Un esempio sul quale l’autore si sofferma, descrivendolo come modello virtuoso, è il progetto Nexa City. Ideato in periodo pre-pandemico all’interno del Politecnico di Torino, è un sito/ambiente multimediale che ricrea i classici luoghi della socialità cittadina e delle interrelazioni urbane attraverso “testimonianze scritte, interviste, registrazioni radiofoniche e audiovisive ecc.”. Un diorama a più livelli della città digitale, spazio urbano totalmente integrato che ci racconta molto delle trasformazioni sociali e culturali nell’era della connettività diffusa e dell’ubiquità della Rete.
Altro concetto cardine nell’excursus di Sisto è quello di “digital liveness”. Ovvero l’esperienza dal vivo comunitaria ai tempi del distanziamento sociale, ad esempio quella di un concerto in streaming. Con la sua versione “reale” la digital liveness condivide la simultaneità ma, nuovamente, non la prossimità. Corpi digitali che pogano a un concerto punk? Perché no. Di più, rispetto all’esperienza fisica, il live streaming possiede la tendenza a prolungarsi nel futuro, essendo sostanzialmente atemporale e replicabile all’infinito.
Nell’ambito dei live streaming da tempo rientra una sfera dell’esperienza umana – e del rapporto con gli altri – decisamente particolare: quella dei funerali. Quel necessario momento di transizione e di elaborazione di un lutto che permette alle persone di “lasciar andare” chi è morto, e che durante i momenti più gravi della pandemia è stato crudelmente negato a molte famiglie a causa dell’emergenza sanitaria. Anche in questo caso, la “vicinanza” (termine che qui assume un significato ancora più stringente) assume forme nuove e impensabili fino a pochi anni fa: la tecnologia digitale ci permette di essere presenti anche se distanti.

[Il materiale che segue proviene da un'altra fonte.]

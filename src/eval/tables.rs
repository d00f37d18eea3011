//! Per-cell score tables, computed once with the board graph

use std::collections::VecDeque;

use crate::board::{Cell, CellId, Side, CELL_COUNT, ROW_COUNT, ROW_SIZES, TRIANGLE_SIZE};

use super::ScoringScheme;

/// Score of the destination corner in the distance table
const CORNER_SCORE: i32 = 16;
/// Distance-table bonus for cells inside the destination triangle
const DISTANCE_HOME_BONUS: i32 = 5;
/// Positional-table weight of one row of progress
const ROW_WEIGHT: i32 = 10;
/// Positional-table bonus for cells inside the destination triangle
const POSITIONAL_HOME_BONUS: i32 = 50;

/// Fill `scores` of every cell for both schemes and both sides
pub(crate) fn precompute_scores(cells: &mut [Cell]) {
    debug_assert_eq!(cells.len(), CELL_COUNT);
    for side in [Side::Player1, Side::Player2] {
        distance_scores(cells, side);
        positional_scores(cells, side);
    }
}

/// Corner cell of `side`'s destination triangle
fn destination_corner(side: Side) -> CellId {
    match side {
        Side::Player1 => CellId::new(CELL_COUNT - 1),
        Side::Player2 => CellId::new(0),
    }
}

fn in_destination(side: Side, cell: CellId) -> bool {
    match side {
        Side::Player1 => cell.index() >= CELL_COUNT - TRIANGLE_SIZE,
        Side::Player2 => cell.index() < TRIANGLE_SIZE,
    }
}

/// Label propagation from the destination corner: each step away costs one
/// point and a cell keeps the largest label that reaches it.
fn distance_scores(cells: &mut [Cell], side: Side) {
    let scheme = ScoringScheme::Distance.index();
    let s = side.index();

    let mut labels = [i32::MIN; CELL_COUNT];
    let corner = destination_corner(side);
    labels[corner.index()] = CORNER_SCORE;

    let mut pending = VecDeque::from([corner]);
    while let Some(current) = pending.pop_front() {
        let next = labels[current.index()] - 1;
        for neighbour in cells[current.index()].neighbours.iter().flatten() {
            if next > labels[neighbour.index()] {
                labels[neighbour.index()] = next;
                pending.push_back(*neighbour);
            }
        }
    }

    for (i, cell) in cells.iter_mut().enumerate() {
        let mut score = labels[i];
        if in_destination(side, CellId::new(i)) {
            score += DISTANCE_HOME_BONUS;
        }
        cell.scores[scheme][s] = score;
    }
}

fn positional_scores(cells: &mut [Cell], side: Side) {
    let scheme = ScoringScheme::Positional.index();
    let s = side.index();

    for (i, cell) in cells.iter_mut().enumerate() {
        let progress = match side {
            Side::Player1 => cell.row,
            Side::Player2 => ROW_COUNT - 1 - cell.row,
        } as i32;
        let mut score = progress * ROW_WEIGHT - centre_offset(ROW_SIZES[cell.row], cell.col);
        if in_destination(side, CellId::new(i)) {
            score += POSITIONAL_HOME_BONUS;
        }
        cell.scores[scheme][s] = score;
    }
}

/// Horizontal distance from the middle of a row; even rows have two middle cells
fn centre_offset(len: usize, col: usize) -> i32 {
    let (len, col) = (len as i32, col as i32);
    if len % 2 == 0 {
        (2 * col - (len - 1)).abs() / 2
    } else {
        (len / 2 - col).abs()
    }
}

#[cfg(test)]
mod tests {
    use super::*;
    use crate::board::{topology, ROW_STARTS};

    fn score(cell: CellId, scheme: ScoringScheme, side: Side) -> i32 {
        topology().cell(cell).scores[scheme.index()][side.index()]
    }

    #[test]
    fn test_centre_offset() {
        assert_eq!(centre_offset(1, 0), 0);
        assert_eq!(centre_offset(13, 6), 0);
        assert_eq!(centre_offset(13, 0), 6);
        // Even rows: both middle cells are at offset 0
        assert_eq!(centre_offset(4, 0), 1);
        assert_eq!(centre_offset(4, 1), 0);
        assert_eq!(centre_offset(4, 2), 0);
        assert_eq!(centre_offset(4, 3), 1);
        assert_eq!(centre_offset(10, 0), 4);
    }

    #[test]
    fn test_distance_corner_values() {
        // Own destination corner: seed plus home bonus
        assert_eq!(score(CellId::new(CELL_COUNT - 1), ScoringScheme::Distance, Side::Player1), 21);
        assert_eq!(score(CellId::new(0), ScoringScheme::Distance, Side::Player2), 21);
        // Opposite corner is 16 steps away
        assert_eq!(score(CellId::new(0), ScoringScheme::Distance, Side::Player1), 0);
        assert_eq!(score(CellId::new(CELL_COUNT - 1), ScoringScheme::Distance, Side::Player2), 0);
    }

    #[test]
    fn test_distance_every_cell_reached() {
        for cell in CellId::all() {
            for side in [Side::Player1, Side::Player2] {
                let s = score(cell, ScoringScheme::Distance, side);
                assert!(s > i32::MIN / 2, "cell {cell:?} never labelled");
                assert!(s <= CORNER_SCORE + DISTANCE_HOME_BONUS);
            }
        }
    }

    #[test]
    fn test_distance_drops_by_one_per_step() {
        // Neighbouring labels differ by at most one outside the home bonus
        let topo = topology();
        for cell in CellId::all().filter(|c| !in_destination(Side::Player1, *c)) {
            for (_, n) in topo.neighbours(cell) {
                if in_destination(Side::Player1, n) {
                    continue;
                }
                let a = score(cell, ScoringScheme::Distance, Side::Player1);
                let b = score(n, ScoringScheme::Distance, Side::Player1);
                assert!((a - b).abs() <= 1, "{cell:?}={a} {n:?}={b}");
            }
        }
    }

    #[test]
    fn test_positional_mirrors_between_sides() {
        let top = CellId::new(0);
        let bottom = CellId::new(CELL_COUNT - 1);
        assert_eq!(score(top, ScoringScheme::Positional, Side::Player1), 0);
        assert_eq!(score(bottom, ScoringScheme::Positional, Side::Player1), 160 + 50);
        assert_eq!(score(bottom, ScoringScheme::Positional, Side::Player2), 0);
        assert_eq!(score(top, ScoringScheme::Positional, Side::Player2), 160 + 50);
    }

    #[test]
    fn test_positional_row_centre() {
        // Row 8 has 9 cells, centre at column 4
        let centre = CellId::new(ROW_STARTS[8] + 4);
        let edge = CellId::new(ROW_STARTS[8]);
        assert_eq!(score(centre, ScoringScheme::Positional, Side::Player1), 80);
        assert_eq!(score(edge, ScoringScheme::Positional, Side::Player1), 76);
        assert_eq!(score(centre, ScoringScheme::Positional, Side::Player2), 80);
    }
}
//! Search module for Chinese Checkers AI
//!
//! Contains:
//! - Minimax with alpha-beta pruning over in-place apply/undo

pub mod minimax;

pub use minimax::{search, SearchResult, SearchStats, Searcher, INF};
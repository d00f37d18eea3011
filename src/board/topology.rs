//! Fixed hexagram cell graph
//!
//! The star is laid out as 17 rows (see [`ROW_SIZES`]): a four-row point at
//! the top, a 13-wide band that narrows to 9 and widens back to 13, and a
//! four-row point at the bottom. Rows are wired with Left/Right links, and
//! consecutive rows with diagonal links:
//!
//! - rows growing by one cell: cell `j` of the short row touches `j` and
//!   `j + 1` of the long row
//! - rows 3 -> 4 and 13 -> 12, where a 4-cell point meets a 13-cell band:
//!   cell `j` touches `j + 4` and `j + 5`
//!
//! The graph never changes after construction, so a single instance is
//! shared by every [`Board`](super::Board).

use std::sync::OnceLock;

use super::{CellId, Direction, ROW_COUNT, ROW_SIZES, ROW_STARTS, CELL_COUNT};
use crate::eval::tables::precompute_scores;

/// Offset between a point row and the 13-wide band it touches
const POINT_OFFSET: usize = 4;

/// Rows whose next row is one cell wider
const GROWING_ROWS: [usize; 7] = [0, 1, 2, 8, 9, 10, 11];
/// Rows whose previous row is one cell wider
const SHRINKING_ROWS: [usize; 7] = [5, 6, 7, 8, 14, 15, 16];

/// A single board position and everything about it that never changes
#[derive(Debug, Clone)]
pub struct Cell {
    pub row: usize,
    pub col: usize,
    /// Neighbour in each direction, indexed by [`Direction::index`]
    pub neighbours: [Option<CellId>; 6],
    /// `scores[scheme][side]`, filled by the score tables
    pub scores: [[i32; 2]; 2],
}

/// The complete cell graph
#[derive(Debug)]
pub struct Topology {
    cells: Vec<Cell>,
}

static TOPOLOGY: OnceLock<Topology> = OnceLock::new();

/// The shared board graph, built on first use
pub fn topology() -> &'static Topology {
    TOPOLOGY.get_or_init(Topology::build)
}

impl Topology {
    fn build() -> Self {
        let mut cells = Vec::with_capacity(CELL_COUNT);
        for (row, &size) in ROW_SIZES.iter().enumerate() {
            for col in 0..size {
                cells.push(Cell {
                    row,
                    col,
                    neighbours: [None; 6],
                    scores: [[0; 2]; 2],
                });
            }
        }

        let mut topology = Self { cells };
        topology.wire();
        precompute_scores(&mut topology.cells);
        topology
    }

    fn wire(&mut self) {
        for row in 0..ROW_COUNT {
            for col in 0..ROW_SIZES[row] - 1 {
                self.link(at(row, col), Direction::Right, at(row, col + 1));
            }
        }

        for &row in &GROWING_ROWS {
            for col in 0..ROW_SIZES[row] {
                self.link(at(row, col), Direction::DownLeft, at(row + 1, col));
                self.link(at(row, col), Direction::DownRight, at(row + 1, col + 1));
            }
        }

        for &row in &SHRINKING_ROWS {
            for col in 0..ROW_SIZES[row] {
                self.link(at(row, col), Direction::UpLeft, at(row - 1, col));
                self.link(at(row, col), Direction::UpRight, at(row - 1, col + 1));
            }
        }

        for col in 0..ROW_SIZES[3] {
            self.link(at(3, col), Direction::DownLeft, at(4, col + POINT_OFFSET));
            self.link(at(3, col), Direction::DownRight, at(4, col + POINT_OFFSET + 1));
        }

        for col in 0..ROW_SIZES[13] {
            self.link(at(13, col), Direction::UpLeft, at(12, col + POINT_OFFSET));
            self.link(at(13, col), Direction::UpRight, at(12, col + POINT_OFFSET + 1));
        }
    }

    /// Link `a -> b` in `dir` and `b -> a` in the opposite direction
    fn link(&mut self, a: CellId, dir: Direction, b: CellId) {
        self.cells[a.index()].neighbours[dir.index()] = Some(b);
        self.cells[b.index()].neighbours[dir.opposite().index()] = Some(a);
    }

    #[inline]
    pub fn cell(&self, id: CellId) -> &Cell {
        &self.cells[id.index()]
    }

    #[inline]
    pub fn neighbour(&self, id: CellId, dir: Direction) -> Option<CellId> {
        self.cells[id.index()].neighbours[dir.index()]
    }

    /// Existing neighbours with their direction, in [`Direction::ALL`] order
    pub fn neighbours(&self, id: CellId) -> impl Iterator<Item = (Direction, CellId)> + '_ {
        Direction::ALL
            .into_iter()
            .filter_map(move |dir| self.neighbour(id, dir).map(|n| (dir, n)))
    }

    pub fn cells(&self) -> &[Cell] {
        &self.cells
    }
}

#[inline]
fn at(row: usize, col: usize) -> CellId {
    CellId::new(ROW_STARTS[row] + col)
}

Ma non è l’unico esempio legato al momento finale (e al suo “dopo”) di vite ormai abituate a trasportarsi incessantemente dall’on line all’off line. Ci sono gli ologrammi dei defunti, i QR code messi sulle lapidi che riportano all’identità digitale e social fornendo un quadro più completo (e forse più “umano”) rispetto al crudo dato anagrafico, e così via.
Al fondo di questo percorso, nel prossimo futuro ci attende il Metaverso preconizzato da Mark Zuckerberg. Forse è ancora presto per poter fare previsioni, ma è certo che l’ibridazione tra spazi fisici e digitali, tra presenza e distanza, tra corporeità reale e identità virtuale continuerà e si accentuerà. Starà a noi, porcospini digitali, il difficile compito di trovare la quadra.